● **Exercise goal**
Output exactly what appears from the line containing "Price alert service." to the end of the data below, and nothing more.

────────────────────────────────────────

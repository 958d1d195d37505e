//! Price alert service.
//!
//! This crate provides:
//! - JSON-file storage for alerts, trigger history and virtual portfolios
//! - The background alert monitor
//! - Notification sinks (Telegram and log)
//! - Transport-independent command handling and the Telegram bot

pub mod analyst;
pub mod commands;
pub mod config;
pub mod monitor;
pub mod notifier;
pub mod store;
pub mod telegram;

pub use analyst::{AnalysisDepth, AnalysisError, MarketAnalyst, TechnicalAnalyst};
pub use commands::CommandHandler;
pub use config::{AnalystConfig, MonitorConfig, StorageConfig, DEFAULT_HISTORY_LIMIT};
pub use monitor::{AlertMonitor, MonitorError, StatsSnapshot, TickReport};
pub use notifier::{format_trigger_message, LogNotifier, Notifier, NotifyError};
pub use store::{AlertStore, CancelTarget, StoreError};
pub use telegram::{Command, TelegramBot, TelegramError, TelegramNotifier};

────────────────────────────────────────

● **Response to this exercise**
//! Price alert service.
//!
//! This crate provides:
//! - JSON-file storage for alerts, trigger history and virtual portfolios
//! - The background alert monitor
//! - Notification sinks (Telegram and log)
//! - Transport-independent command handling and the Telegram bot

pub mod analyst;
pub mod commands;
pub mod config;
pub mod monitor;
pub mod notifier;
pub mod store;
pub mod telegram;

pub use analyst::{AnalysisDepth, AnalysisError, MarketAnalyst, TechnicalAnalyst};
pub use commands::CommandHandler;
pub use config::{AnalystConfig, MonitorConfig, StorageConfig, DEFAULT_HISTORY_LIMIT};
pub use monitor::{AlertMonitor, MonitorError, StatsSnapshot, TickReport};
pub use notifier::{format_trigger_message, LogNotifier, Notifier, NotifyError};
pub use store::{AlertStore, CancelTarget, StoreError};
pub use telegram::{Command, TelegramBot, TelegramError, TelegramNotifier};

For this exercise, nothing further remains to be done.